(Beginning of EXTRACTED ENTRIES)

//! Every join strategy produces the same rows on random inputs.

use std::sync::Arc;

use rand::rngs::StdRng;
use rand::SeedableRng;

use quarry_common::{QuarryError, QuarryResult};
use quarry_data::batch::{collect_all, InMemoryBatchIterator};
use quarry_data::breaker::{BreakingRowAccounting, CircuitBreaker, NoopRowAccounting};
use quarry_data::join::{join, JoinPredicate, JoinStrategy};
use quarry_data::testing::{multiset, BatchSimulatingIterator};
use quarry_data::{BoxedBatchIterator, Row, Value};
use quarry_test::utils::{init_tracing, random_rows};

const STRATEGIES: [JoinStrategy; 5] = [
    JoinStrategy::NestedLoop,
    JoinStrategy::BlockNestedLoop { block_size: 1 },
    JoinStrategy::BlockNestedLoop { block_size: 7 },
    JoinStrategy::Hash { block_size: 5 },
    JoinStrategy::SortedMerge,
];

/// Inputs sorted on the key column, so the sorted-merge join applies.
fn inputs(seed: u64) -> (Vec<Vec<Value>>, Vec<Vec<Value>>) {
    let mut rng = StdRng::seed_from_u64(seed);
    let mut outer = random_rows(&mut rng, 40, 8, 7);
    let mut inner = random_rows(&mut rng, 30, 8, 7);
    outer.sort();
    inner.sort();
    (outer, inner)
}

fn source(rows: &[Vec<Value>], batch_size: Option<usize>) -> BoxedBatchIterator {
    let it = InMemoryBatchIterator::from_values(rows.to_vec());
    match batch_size {
        Some(size) => Box::new(BatchSimulatingIterator::new(it, size)),
        None => Box::new(it),
    }
}

fn expected_equi_join(
    outer: &[Vec<Value>],
    inner: &[Vec<Value>],
    residual: impl Fn(&[Value]) -> bool,
) -> Vec<Vec<Value>> {
    let mut rows = Vec::new();
    for o in outer {
        for i in inner {
            if o[0] != Value::Null && o[0] == i[0] {
                let combined: Vec<Value> = o.iter().chain(i.iter()).cloned().collect();
                if residual(&combined) {
                    rows.push(combined);
                }
            }
        }
    }
    rows
}

#[tokio::test]
async fn test_strategies_agree_on_equi_join() {
    init_tracing();
    for seed in 0..8 {
        let (outer, inner) = inputs(seed);
        let expected = multiset(&expected_equi_join(&outer, &inner, |_| true));
        for strategy in STRATEGIES {
            for batch_size in [None, Some(3)] {
                let mut it = join(
                    source(&outer, batch_size),
                    source(&inner, batch_size),
                    JoinPredicate::equals(0, 0),
                    strategy,
                    Box::new(NoopRowAccounting),
                );
                let rows = collect_all(&mut it).await.unwrap();
                assert_eq!(
                    multiset(&rows),
                    expected,
                    "seed {} strategy {:?} batch {:?}",
                    seed,
                    strategy,
                    batch_size
                );
            }
        }
    }
}

#[tokio::test]
async fn test_strategies_agree_with_residual() {
    for seed in 100..104 {
        let (outer, inner) = inputs(seed);
        // outer position below inner position
        let residual = |row: &[Value]| row[1] < row[3];
        let expected = multiset(&expected_equi_join(&outer, &inner, residual));
        let predicate = JoinPredicate::and(vec![
            JoinPredicate::equals(0, 0),
            JoinPredicate::custom(|row: &dyn Row| -> QuarryResult<bool> {
                Ok(row.get(1) < row.get(3))
            }),
        ]);
        for strategy in STRATEGIES {
            let mut it = join(
                source(&outer, Some(4)),
                source(&inner, None),
                predicate.clone(),
                strategy,
                Box::new(NoopRowAccounting),
            );
            let rows = collect_all(&mut it).await.unwrap();
            assert_eq!(multiset(&rows), expected, "seed {} {:?}", seed, strategy);
        }
    }
}

#[tokio::test]
async fn test_empty_sides() {
    let (outer, _) = inputs(7);
    for strategy in STRATEGIES {
        let mut it = join(
            source(&outer, Some(2)),
            source(&[], None),
            JoinPredicate::equals(0, 0),
            strategy,
            Box::new(NoopRowAccounting),
        );
        assert!(collect_all(&mut it).await.unwrap().is_empty());

        let mut it = join(
            source(&[], None),
            source(&outer, Some(2)),
            JoinPredicate::equals(0, 0),
            strategy,
            Box::new(NoopRowAccounting),
        );
        assert!(collect_all(&mut it).await.unwrap().is_empty());
    }
}

#[tokio::test]
async fn test_breaker_trips_buffering_joins() {
    let (outer, inner) = inputs(11);
    for strategy in [
        JoinStrategy::BlockNestedLoop { block_size: 100 },
        JoinStrategy::Hash { block_size: 100 },
    ] {
        let breaker = Arc::new(CircuitBreaker::new("query", 100));
        let mut it = join(
            source(&outer, None),
            source(&inner, None),
            JoinPredicate::equals(0, 0),
            strategy,
            Box::new(BreakingRowAccounting::new(Arc::clone(&breaker), "join")),
        );
        let err = collect_all(&mut it).await.unwrap_err();
        assert!(
            matches!(err, QuarryError::CircuitBreaking { limit: 100, .. }),
            "{:?}: {}",
            strategy,
            err
        );
        drop(it);
        assert_eq!(breaker.used(), 0);
    }
}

(End of EXTRACTED ENTRIES)

WORK REQUIRED:
Every line of the listing should be repeated exactly.

RESPONSE:
//! Every join strategy produces the same rows on random inputs.

use std::sync::Arc;

use rand::rngs::StdRng;
use rand::SeedableRng;

use quarry_common::{QuarryError, QuarryResult};
use quarry_data::batch::{collect_all, InMemoryBatchIterator};
use quarry_data::breaker::{BreakingRowAccounting, CircuitBreaker, NoopRowAccounting};
use quarry_data::join::{join, JoinPredicate, JoinStrategy};
use quarry_data::testing::{multiset, BatchSimulatingIterator};
use quarry_data::{BoxedBatchIterator, Row, Value};
use quarry_test::utils::{init_tracing, random_rows};

const STRATEGIES: [JoinStrategy; 5] = [
    JoinStrategy::NestedLoop,
    JoinStrategy::BlockNestedLoop { block_size: 1 },
    JoinStrategy::BlockNestedLoop { block_size: 7 },
    JoinStrategy::Hash { block_size: 5 },
    JoinStrategy::SortedMerge,
];

/// Inputs sorted on the key column, so the sorted-merge join applies.
fn inputs(seed: u64) -> (Vec<Vec<Value>>, Vec<Vec<Value>>) {
    let mut rng = StdRng::seed_from_u64(seed);
    let mut outer = random_rows(&mut rng, 40, 8, 7);
    let mut inner = random_rows(&mut rng, 30, 8, 7);
    outer.sort();
    inner.sort();
    (outer, inner)
}

fn source(rows: &[Vec<Value>], batch_size: Option<usize>) -> BoxedBatchIterator {
    let it = InMemoryBatchIterator::from_values(rows.to_vec());
    match batch_size {
        Some(size) => Box::new(BatchSimulatingIterator::new(it, size)),
        None => Box::new(it),
    }
}

fn expected_equi_join(
    outer: &[Vec<Value>],
    inner: &[Vec<Value>],
    residual: impl Fn(&[Value]) -> bool,
) -> Vec<Vec<Value>> {
    let mut rows = Vec::new();
    for o in outer {
        for i in inner {
            if o[0] != Value::Null && o[0] == i[0] {
                let combined: Vec<Value> = o.iter().chain(i.iter()).cloned().collect();
                if residual(&combined) {
                    rows.push(combined);
                }
            }
        }
    }
    rows
}

#[tokio::test]
async fn test_strategies_agree_on_equi_join() {
    init_tracing();
    for seed in 0..8 {
        let (outer, inner) = inputs(seed);
        let expected = multiset(&expected_equi_join(&outer, &inner, |_| true));
        for strategy in STRATEGIES {
            for batch_size in [None, Some(3)] {
                let mut it = join(
                    source(&outer, batch_size),
                    source(&inner, batch_size),
                    JoinPredicate::equals(0, 0),
                    strategy,
                    Box::new(NoopRowAccounting),
                );
                let rows = collect_all(&mut it).await.unwrap();
                assert_eq!(
                    multiset(&rows),
                    expected,
                    "seed {} strategy {:?} batch {:?}",
                    seed,
                    strategy,
                    batch_size
                );
            }
        }
    }
}

#[tokio::test]
async fn test_strategies_agree_with_residual() {
    for seed in 100..104 {
        let (outer, inner) = inputs(seed);
        // outer position below inner position
        let residual = |row: &[Value]| row[1] < row[3];
        let expected = multiset(&expected_equi_join(&outer, &inner, residual));
        let predicate = JoinPredicate::and(vec![
            JoinPredicate::equals(0, 0),
            JoinPredicate::custom(|row: &dyn Row| -> QuarryResult<bool> {
                Ok(row.get(1) < row.get(3))
            }),
        ]);
        for strategy in STRATEGIES {
            let mut it = join(
                source(&outer, Some(4)),
                source(&inner, None),
                predicate.clone(),
                strategy,
                Box::new(NoopRowAccounting),
            );
            let rows = collect_all(&mut it).await.unwrap();
            assert_eq!(multiset(&rows), expected, "seed {} {:?}", seed, strategy);
        }
    }
}

#[tokio::test]
async fn test_empty_sides() {
    let (outer, _) = inputs(7);
    for strategy in STRATEGIES {
        let mut it = join(
            source(&outer, Some(2)),
            source(&[], None),
            JoinPredicate::equals(0, 0),
            strategy,
            Box::new(NoopRowAccounting),
        );
        assert!(collect_all(&mut it).await.unwrap().is_empty());

        let mut it = join(
            source(&[], None),
            source(&outer, Some(2)),
            JoinPredicate::equals(0, 0),
            strategy,
            Box::new(NoopRowAccounting),
        );
        assert!(collect_all(&mut it).await.unwrap().is_empty());
    }
}

#[tokio::test]
async fn test_breaker_trips_buffering_joins() {
    let (outer, inner) = inputs(11);
    for strategy in [
        JoinStrategy::BlockNestedLoop { block_size: 100 },
        JoinStrategy::Hash { block_size: 100 },
    ] {
        let breaker = Arc::new(CircuitBreaker::new("query", 100));
        let mut it = join(
            source(&outer, None),
            source(&inner, None),
            JoinPredicate::equals(0, 0),
            strategy,
            Box::new(BreakingRowAccounting::new(Arc::clone(&breaker), "join")),
        );
        let err = collect_all(&mut it).await.unwrap_err();
        assert!(
            matches!(err, QuarryError::CircuitBreaking { limit: 100, .. }),
            "{:?}: {}",
            strategy,
            err
        );
        drop(it);
        assert_eq!(breaker.used(), 0);
    }
}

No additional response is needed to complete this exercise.